People v Bullett |
2021 NY Slip Op 04516 |
Decided on July 22, 2021 |
Appellate Division, Third Department |
Published by New York State Law Reporting Bureau pursuant to Judiciary Law § 431. |
This opinion is uncorrected and subject to revision before publication in the Official Reports. |
Decided and Entered:July 22, 2021
111094
v
Craig D. Bullett, Appellant.
Calendar Date:June 17, 2021
Before:Garry, P.J., Egan Jr., Clark, Pritzker and Reynolds Fitzgerald, JJ.
Michael T. Baker, Public Defender, Binghamton (Jake Buckland of counsel), for appellant.

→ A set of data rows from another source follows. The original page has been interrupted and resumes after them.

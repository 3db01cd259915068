//! Report artifact delivery.
//!
//! Delivery is a fire-and-forget side effect of a firing: the engine logs
//! failures and moves on, so a broken mail relay can never fail a report
//! job or stop a recurring schedule.

use crate::job_store::ReportFormat;
use lettre::message::header::ContentType;
use lettre::message::{Attachment, MultiPart, SinglePart};
use lettre::{Message, SmtpTransport, Transport};
use thiserror::Error;
use tracing::info;

#[derive(Debug, Error)]
pub enum DeliveryError {
    #[error("failed to build report e-mail: {0}")]
    Message(String),
    #[error("smtp send failed: {0}")]
    Send(String),
}

/// Delivery collaborator: hands a rendered artifact to its recipient.
pub trait ReportDelivery: Send + Sync {
    fn send(
        &self,
        recipient: &str,
        artifact: &[u8],
        format: ReportFormat,
        report_name: &str,
    ) -> Result<(), DeliveryError>;
}

/// Artifact filename derived from the report name.
fn attachment_filename(report_name: &str, format: ReportFormat) -> String {
    let stem: String = report_name
        .chars()
        .map(|c| {
            if c.is_ascii_alphanumeric() || c == '-' {
                c
            } else {
                '_'
            }
        })
        .collect();
    let stem = if stem.is_empty() {
        "report".to_string()
    } else {
        stem
    };
    format!("{}.{}", stem, format.extension())
}

/// Sends report artifacts over SMTP.
pub struct SmtpDelivery {
    transport: SmtpTransport,
    from_address: String,
}

impl SmtpDelivery {
    /// Plain (unencrypted) relay connection, the usual setup for an
    /// in-plant mail gateway.
    pub fn new(smtp_host: &str, smtp_port: u16, from_address: impl Into<String>) -> Self {
        let transport = SmtpTransport::builder_dangerous(smtp_host)
            .port(smtp_port)
            .build();
        Self {
            transport,
            from_address: from_address.into(),
        }
    }
}

impl ReportDelivery for SmtpDelivery {
    fn send(
        &self,
        recipient: &str,
        artifact: &[u8],
        format: ReportFormat,
        report_name: &str,
    ) -> Result<(), DeliveryError> {
        let from = self
            .from_address
            .parse()
            .map_err(|e| DeliveryError::Message(format!("invalid from address: {}", e)))?;
        let to = recipient
            .parse()
            .map_err(|e| DeliveryError::Message(format!("invalid recipient address: {}", e)))?;
        let content_type = ContentType::parse(format.mime_type())
            .map_err(|e| DeliveryError::Message(e.to_string()))?;

        let email = Message::builder()
            .from(from)
            .to(to)
            .subject(format!("Scheduled report: {}", report_name))
            .multipart(
                MultiPart::mixed()
                    .singlepart(SinglePart::plain(format!(
                        "Attached: {} ({} format), generated by the fleet report scheduler.",
                        report_name,
                        format.as_str()
                    )))
                    .singlepart(
                        Attachment::new(attachment_filename(report_name, format))
                            .body(artifact.to_vec(), content_type),
                    ),
            )
            .map_err(|e| DeliveryError::Message(e.to_string()))?;

        self.transport
            .send(&email)
            .map_err(|e| DeliveryError::Send(e.to_string()))?;
        Ok(())
    }
}

/// Fallback used when no SMTP relay is configured: logs the artifact and
/// drops it.
pub struct LogOnlyDelivery;

impl ReportDelivery for LogOnlyDelivery {
    fn send(
        &self,
        recipient: &str,
        artifact: &[u8],
        format: ReportFormat,
        report_name: &str,
    ) -> Result<(), DeliveryError> {
        info!(
            "No SMTP relay configured; dropping {} byte {} artifact '{}' for {}",
            artifact.len(),
            format.as_str(),
            report_name,
            recipient
        );
        Ok(())
    }
}

#[cfg(test)]
mod tests {
    use super::*;

    #[test]
    fn test_attachment_filename_sanitizes() {
        assert_eq!(
            attachment_filename("Alarm Summary", ReportFormat::Pdf),
            "Alarm_Summary.pdf"
        );
        assert_eq!(
            attachment_filename("weekly/prod: line 3", ReportFormat::Excel),
            "weekly_prod__line_3.xlsx"
        );
        assert_eq!(attachment_filename("", ReportFormat::Csv), "report.csv");
    }

    #[test]
    fn test_log_only_delivery_accepts_everything() {
        let delivery = LogOnlyDelivery;
        delivery
            .send("ops@example.com", b"bytes", ReportFormat::Csv, "Anything")
            .unwrap();
    }
}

Michael A. Korchak, District Attorney, Binghamton (Rita M. Basile of counsel), for respondent.
Appeal from a judgment of the County Court of Broome County (Cawley Jr., J.), rendered September 10, 2018, convicting defendant upon his plea of guilty of the crime of attempted criminal sale of a controlled substance in the third degree.

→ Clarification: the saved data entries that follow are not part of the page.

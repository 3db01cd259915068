//! Report rendering: [`ReportData`] to bytes in one of the supported
//! output formats.
//!
//! Rendering is deterministic: identical report data and format produce
//! the same sheets, tables and rows in the same order.

mod csv;
mod excel;
mod pdf;

use super::ReportData;
use crate::job_store::ReportFormat;
use thiserror::Error;

#[derive(Debug, Error)]
pub enum RenderError {
    /// The requested format string is not one of pdf / excel / csv.
    /// Raised at the API boundary where formats arrive as strings; the
    /// typed [`ReportFormat`] keeps the engine itself total.
    #[error("unsupported report format: {0}")]
    UnsupportedFormat(String),

    #[error("failed to render {format} report: {message}")]
    RenderFailed {
        format: &'static str,
        message: String,
    },
}

/// Parse a format string, failing with the offending value.
pub fn parse_format(s: &str) -> Result<ReportFormat, RenderError> {
    ReportFormat::parse(s).ok_or_else(|| RenderError::UnsupportedFormat(s.to_string()))
}

/// Render a report into the requested format.
pub fn render(report: &ReportData, format: ReportFormat) -> Result<Vec<u8>, RenderError> {
    match format {
        ReportFormat::Csv => Ok(csv::render_csv(report).into_bytes()),
        ReportFormat::Excel => excel::render_excel(report),
        ReportFormat::Pdf => Ok(pdf::render_pdf(report)),
    }
}

#[cfg(test)]
mod tests {
    use super::*;
    use crate::report::{ReportDataset, SummaryMetric};

    pub(super) fn sample_report() -> ReportData {
        ReportData::assemble(
            "alarms",
            "Alarm Summary",
            serde_json::json!({"cell_id": 7}),
            None,
            vec![
                ReportDataset::new(
                    "active_alarms",
                    vec!["code".to_string(), "message".to_string()],
                    vec![
                        vec!["E-101".to_string(), "servo fault".to_string()],
                        vec!["E-204".to_string(), "estop engaged".to_string()],
                    ],
                ),
                ReportDataset::new(
                    "alarm_history",
                    vec!["code".to_string(), "count".to_string()],
                    vec![vec!["E-101".to_string(), "4".to_string()]],
                ),
            ],
            Some(vec![
                SummaryMetric::new("Active Alarms", "2"),
                SummaryMetric::new("Cells Affected", "1"),
            ]),
        )
    }

    #[test]
    fn test_parse_format_names_offending_value() {
        assert!(parse_format("pdf").is_ok());
        assert!(parse_format("excel").is_ok());
        assert!(parse_format("csv").is_ok());

        let err = parse_format("docx").unwrap_err();
        assert!(err.to_string().contains("docx"));
    }

    #[test]
    fn test_render_dispatches_all_formats() {
        let report = sample_report();
        for format in [ReportFormat::Pdf, ReportFormat::Excel, ReportFormat::Csv] {
            let bytes = render(&report, format).unwrap();
            assert!(!bytes.is_empty());
        }
    }

    #[test]
    fn test_render_is_structurally_deterministic() {
        let report = sample_report();
        let a = render(&report, ReportFormat::Csv).unwrap();
        let b = render(&report, ReportFormat::Csv).unwrap();
        assert_eq!(a, b);
    }
}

On August 22, 2006, defendant pleaded guilty to attempted criminal sale of a controlled substance in the third degree. Under the terms of the plea agreement, defendant was to be sentenced, as a second felony offender, to four years in prison, to be followed by three years of postrelease supervision. At the initial sentencing hearing, County Court (Smith, J.) granted defendant's request to adjourn sentencing until January 19, 2007. In granting the request, County Court advised defendant that if he failed to appear for sentencing, the court would impose the maximum eight-year prison sentence. Defendant failed to appear at sentencing and County Court issued a bench warrant. In September 2018, after living in Washington for over 11 years, defendant returned to New York and appeared before County Court (Cawley Jr., J.) for sentencing. County Court sentenced defendant, as a second felony offender, to 5½ years in prison, to be followed by three years of postrelease supervision. Defendant appeals.

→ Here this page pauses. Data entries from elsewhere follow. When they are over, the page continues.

//! Request logging middleware

use super::metrics::record_http_request;
use super::state::ServerState;
use axum::extract::State;
use axum::{body::Body, http::Request, middleware::Next, response::IntoResponse};
use std::time::Instant;
use tracing::info;

#[derive(PartialEq, PartialOrd, Clone, Debug, clap::ValueEnum)]
pub enum RequestsLoggingLevel {
    None,
    Path,
    Headers,
}

impl Default for RequestsLoggingLevel {
    fn default() -> Self {
        Self::Path
    }
}

impl std::fmt::Display for RequestsLoggingLevel {
    fn fmt(&self, f: &mut std::fmt::Formatter<'_>) -> std::fmt::Result {
        write!(f, "{:?}", self)
    }
}

pub async fn log_requests(
    State(state): State<ServerState>,
    request: Request<Body>,
    next: Next,
) -> impl IntoResponse {
    let level = state.config.requests_logging_level.clone();

    let start = Instant::now();
    let method = request.method().to_string();
    let uri = request.uri().to_string();
    let path = request.uri().path().to_string();

    if level > RequestsLoggingLevel::None {
        info!(">>> {} {}", method, uri);
    }

    if level >= RequestsLoggingLevel::Headers {
        info!("  Req Headers:");
        for header in request.headers().iter() {
            info!("    {:?}: {:?}", header.0, header.1);
        }
    }

    let response = next.run(request).await;

    let status = response.status().as_u16();
    let duration = start.elapsed();

    if level >= RequestsLoggingLevel::Headers {
        info!("  Resp Headers:");
        for header in response.headers().iter() {
            info!("    {:?}: {:?}", header.0, header.1);
        }
    }

    if level > RequestsLoggingLevel::None {
        info!("<<< {} ({}ms)", status, duration.as_millis());
    }

    record_http_request(&method, &path, status, duration);

    response
}

#[cfg(test)]
mod tests {
    use super::RequestsLoggingLevel;

    #[test]
    fn level_ordering() {
        let none = RequestsLoggingLevel::None;

        assert!(none < RequestsLoggingLevel::Path);
        assert!(RequestsLoggingLevel::Headers > RequestsLoggingLevel::Path);
    }
}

Defendant's contention that County Court erred in sentencing him without an updated presentence investigation report is unpreserved for our review, as he failed to request an updated report, raise the objection at sentencing or move to vacate the sentence (see People v Nolan, 133 AD3d 1040, 1041 [2015]; People v Alexander, 110 AD3d 1111, 1111 [2013], lv denied 22 NY3d 1154 [2014]; People v Ruff, 50 AD3d 1167, 1168 [2008]). Defendant's remaining claim, that his sentence is harsh and excessive, is unpersuasive. The sentence imposed was less than the eight-year maximum sentence that he was advised would be imposed if he failed to appear for his initial sentencing. Considering defendant's criminal history and the fact that he absconded for almost 12 years, we find no abuse of discretion or extraordinary circumstances warranting a reduction of the sentence in the interest of justice (see People v Wheeler, 159 AD3d 1138, 1144 [2018], lv denied 31 NY3d 1123 [2018]; People v Rivers, 130 AD3d 1092, 1092-1093 [2015]; People v Yerkes, 74 AD3d 1632, 1632 [2010]).
Garry, P.J., Egan Jr., Clark, Pritzker and Reynolds Fitzgerald, JJ., concur.
ORDERED that the judgment is affirmed.